Extract, from the records beneath this instruction, each line that contains the word "scripts".

Given entries —
★ ★ ★ ★

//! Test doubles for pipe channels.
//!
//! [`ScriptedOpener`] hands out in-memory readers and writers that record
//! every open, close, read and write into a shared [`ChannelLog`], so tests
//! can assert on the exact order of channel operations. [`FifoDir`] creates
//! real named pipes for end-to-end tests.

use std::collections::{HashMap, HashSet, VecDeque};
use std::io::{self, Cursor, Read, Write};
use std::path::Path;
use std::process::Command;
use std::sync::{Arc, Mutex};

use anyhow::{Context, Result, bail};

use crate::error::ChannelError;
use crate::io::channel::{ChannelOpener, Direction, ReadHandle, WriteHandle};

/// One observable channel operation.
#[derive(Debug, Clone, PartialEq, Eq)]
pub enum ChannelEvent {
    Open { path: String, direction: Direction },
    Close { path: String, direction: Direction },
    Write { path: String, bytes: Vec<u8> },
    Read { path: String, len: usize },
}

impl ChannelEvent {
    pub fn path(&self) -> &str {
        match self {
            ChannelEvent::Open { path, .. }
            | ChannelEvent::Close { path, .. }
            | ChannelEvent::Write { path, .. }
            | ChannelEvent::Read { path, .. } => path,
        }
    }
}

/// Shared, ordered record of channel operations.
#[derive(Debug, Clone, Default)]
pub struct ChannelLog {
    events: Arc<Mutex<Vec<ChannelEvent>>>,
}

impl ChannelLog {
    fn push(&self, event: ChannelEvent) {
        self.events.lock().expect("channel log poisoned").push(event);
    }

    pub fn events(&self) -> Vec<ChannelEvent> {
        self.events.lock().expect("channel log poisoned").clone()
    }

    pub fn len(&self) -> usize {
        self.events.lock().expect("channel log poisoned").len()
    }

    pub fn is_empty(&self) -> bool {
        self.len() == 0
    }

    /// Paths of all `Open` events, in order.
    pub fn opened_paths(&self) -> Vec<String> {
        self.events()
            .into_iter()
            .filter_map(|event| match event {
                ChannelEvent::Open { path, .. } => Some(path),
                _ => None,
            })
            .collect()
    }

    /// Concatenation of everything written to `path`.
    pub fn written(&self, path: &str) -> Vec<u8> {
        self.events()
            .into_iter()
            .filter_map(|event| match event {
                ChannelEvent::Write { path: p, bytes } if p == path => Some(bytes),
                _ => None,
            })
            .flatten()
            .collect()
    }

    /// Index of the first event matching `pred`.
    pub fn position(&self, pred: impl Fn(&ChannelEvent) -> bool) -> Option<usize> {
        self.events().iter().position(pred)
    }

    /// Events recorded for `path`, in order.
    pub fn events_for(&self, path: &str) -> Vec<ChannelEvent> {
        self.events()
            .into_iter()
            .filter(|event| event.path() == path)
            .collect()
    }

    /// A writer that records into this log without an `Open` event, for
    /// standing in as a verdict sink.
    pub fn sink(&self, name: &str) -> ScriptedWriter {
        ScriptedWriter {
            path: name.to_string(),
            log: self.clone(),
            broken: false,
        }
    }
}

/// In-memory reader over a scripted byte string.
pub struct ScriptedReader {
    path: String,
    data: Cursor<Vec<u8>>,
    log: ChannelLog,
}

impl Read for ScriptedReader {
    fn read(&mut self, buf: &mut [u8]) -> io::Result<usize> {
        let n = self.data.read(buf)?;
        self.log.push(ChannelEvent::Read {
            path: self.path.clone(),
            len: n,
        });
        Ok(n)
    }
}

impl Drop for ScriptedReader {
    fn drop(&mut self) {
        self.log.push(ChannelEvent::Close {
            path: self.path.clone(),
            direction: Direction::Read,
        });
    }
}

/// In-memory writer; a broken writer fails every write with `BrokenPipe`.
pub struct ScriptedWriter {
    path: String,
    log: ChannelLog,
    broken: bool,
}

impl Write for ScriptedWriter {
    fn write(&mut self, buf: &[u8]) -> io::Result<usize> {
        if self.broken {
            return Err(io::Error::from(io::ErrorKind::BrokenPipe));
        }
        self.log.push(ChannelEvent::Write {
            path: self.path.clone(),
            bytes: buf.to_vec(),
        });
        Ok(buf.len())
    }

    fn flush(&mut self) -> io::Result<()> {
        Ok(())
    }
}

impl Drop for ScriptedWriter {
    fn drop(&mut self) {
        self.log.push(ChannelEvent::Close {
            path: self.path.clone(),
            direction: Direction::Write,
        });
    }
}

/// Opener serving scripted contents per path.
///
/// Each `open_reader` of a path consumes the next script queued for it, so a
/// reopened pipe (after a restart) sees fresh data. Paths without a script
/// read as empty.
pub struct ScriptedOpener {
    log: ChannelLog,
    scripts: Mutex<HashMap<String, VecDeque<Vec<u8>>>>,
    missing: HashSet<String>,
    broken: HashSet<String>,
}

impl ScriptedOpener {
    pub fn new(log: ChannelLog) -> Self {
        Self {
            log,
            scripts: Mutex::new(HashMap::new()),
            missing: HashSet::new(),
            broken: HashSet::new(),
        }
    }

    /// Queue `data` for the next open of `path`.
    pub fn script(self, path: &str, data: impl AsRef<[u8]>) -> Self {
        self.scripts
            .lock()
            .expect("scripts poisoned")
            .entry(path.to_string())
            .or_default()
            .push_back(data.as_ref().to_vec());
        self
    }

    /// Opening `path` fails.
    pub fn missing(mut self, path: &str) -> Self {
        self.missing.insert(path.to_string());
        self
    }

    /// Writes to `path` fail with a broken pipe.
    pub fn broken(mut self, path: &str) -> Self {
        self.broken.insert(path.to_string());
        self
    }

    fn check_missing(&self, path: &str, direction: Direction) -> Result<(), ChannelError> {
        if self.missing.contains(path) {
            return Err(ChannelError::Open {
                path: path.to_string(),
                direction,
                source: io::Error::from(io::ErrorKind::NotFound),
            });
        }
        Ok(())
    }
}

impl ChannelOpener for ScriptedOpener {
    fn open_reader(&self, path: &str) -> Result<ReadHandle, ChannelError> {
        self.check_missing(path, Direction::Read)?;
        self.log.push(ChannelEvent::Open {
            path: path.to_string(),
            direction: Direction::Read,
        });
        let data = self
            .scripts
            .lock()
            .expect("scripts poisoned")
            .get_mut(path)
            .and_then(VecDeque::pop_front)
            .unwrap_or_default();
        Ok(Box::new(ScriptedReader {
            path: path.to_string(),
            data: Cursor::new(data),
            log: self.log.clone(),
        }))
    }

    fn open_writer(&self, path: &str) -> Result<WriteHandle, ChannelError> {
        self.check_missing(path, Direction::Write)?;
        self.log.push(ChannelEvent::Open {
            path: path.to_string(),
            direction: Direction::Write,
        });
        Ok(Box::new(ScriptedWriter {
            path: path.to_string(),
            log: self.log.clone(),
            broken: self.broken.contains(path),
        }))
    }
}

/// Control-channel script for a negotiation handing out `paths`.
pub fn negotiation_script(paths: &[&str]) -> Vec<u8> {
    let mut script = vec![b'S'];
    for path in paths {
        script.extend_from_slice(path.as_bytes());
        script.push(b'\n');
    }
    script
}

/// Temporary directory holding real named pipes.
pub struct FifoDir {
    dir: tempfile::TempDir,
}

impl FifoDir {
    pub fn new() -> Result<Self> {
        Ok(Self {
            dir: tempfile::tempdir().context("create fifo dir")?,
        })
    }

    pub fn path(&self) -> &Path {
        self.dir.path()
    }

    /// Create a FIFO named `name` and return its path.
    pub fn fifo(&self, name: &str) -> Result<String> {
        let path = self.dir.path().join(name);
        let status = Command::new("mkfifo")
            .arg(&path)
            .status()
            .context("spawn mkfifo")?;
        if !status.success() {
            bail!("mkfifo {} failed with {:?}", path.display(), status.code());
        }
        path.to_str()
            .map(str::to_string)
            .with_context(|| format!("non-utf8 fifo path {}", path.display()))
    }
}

★ ★ ★ ★

Response for this exercise —
    scripts: Mutex<HashMap<String, VecDeque<Vec<u8>>>>,
            scripts: Mutex::new(HashMap::new()),
        self.scripts
            .expect("scripts poisoned")
            .scripts
            .expect("scripts poisoned")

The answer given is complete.